» **What is required**
Give back exactly the lines spanning from the one containing "fn rollback_self(self) -> Result<()>" to the final line of the records below, and no others.

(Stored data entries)
----

//! Traits for the key-value storage layer.

use crate::error::Result;
use crate::types::{Key, TxnId, TxnMode, Value};

pub mod memory;

/// A transaction for interacting with the key-value store.
///
/// Transactions provide snapshot isolation. Writes are buffered and become
/// visible to other transactions all at once when the transaction commits.
pub trait KVTransaction<'a> {
    /// Returns the transaction's unique ID.
    fn id(&self) -> TxnId;

    /// Returns the transaction's mode (ReadOnly or ReadWrite).
    fn mode(&self) -> TxnMode;

    /// Retrieves the value for a given key.
    fn get(&mut self, key: &Key) -> Result<Option<Value>>;

    /// Sets a value for a given key.
    ///
    /// # Errors
    ///
    /// Returns an error if the transaction is read-only.
    fn put(&mut self, key: Key, value: Value) -> Result<()>;

    /// Deletes a key-value pair.
    ///
    /// # Errors
    ///
    /// Returns an error if the transaction is read-only.
    fn delete(&mut self, key: Key) -> Result<()>;

    /// Returns every pair whose key starts with `prefix`, in key order.
    ///
    /// Buffered writes of this transaction are visible in the result.
    fn scan_prefix(&mut self, prefix: &[u8]) -> Result<Vec<(Key, Value)>>;

    /// Applies all buffered writes atomically.
    ///
    /// # Errors
    ///
    /// Returns [`crate::Error::TxnConflict`] if a key read or written by this
    /// transaction was committed by another transaction in the meantime.
    fn commit_self(self) -> Result<()>
    where
        Self: Sized;

    /// Discards all buffered writes.
    fn rollback_self(self) -> Result<()>
    where
        Self: Sized;
}

/// The main trait for a key-value storage engine.
pub trait KVStore: Send + Sync {
    /// The transaction type for this store.
    type Transaction<'a>: KVTransaction<'a>
    where
        Self: 'a;

    /// Begins a new transaction.
    fn begin(&self, mode: TxnMode) -> Result<Self::Transaction<'_>>;
}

----

» **Result of the exercise**
    fn rollback_self(self) -> Result<()>
    where
        Self: Sized;
}

/// The main trait for a key-value storage engine.
pub trait KVStore: Send + Sync {
    /// The transaction type for this store.
    type Transaction<'a>: KVTransaction<'a>
    where
        Self: 'a;

    /// Begins a new transaction.
    fn begin(&self, mode: TxnMode) -> Result<Self::Transaction<'_>>;
}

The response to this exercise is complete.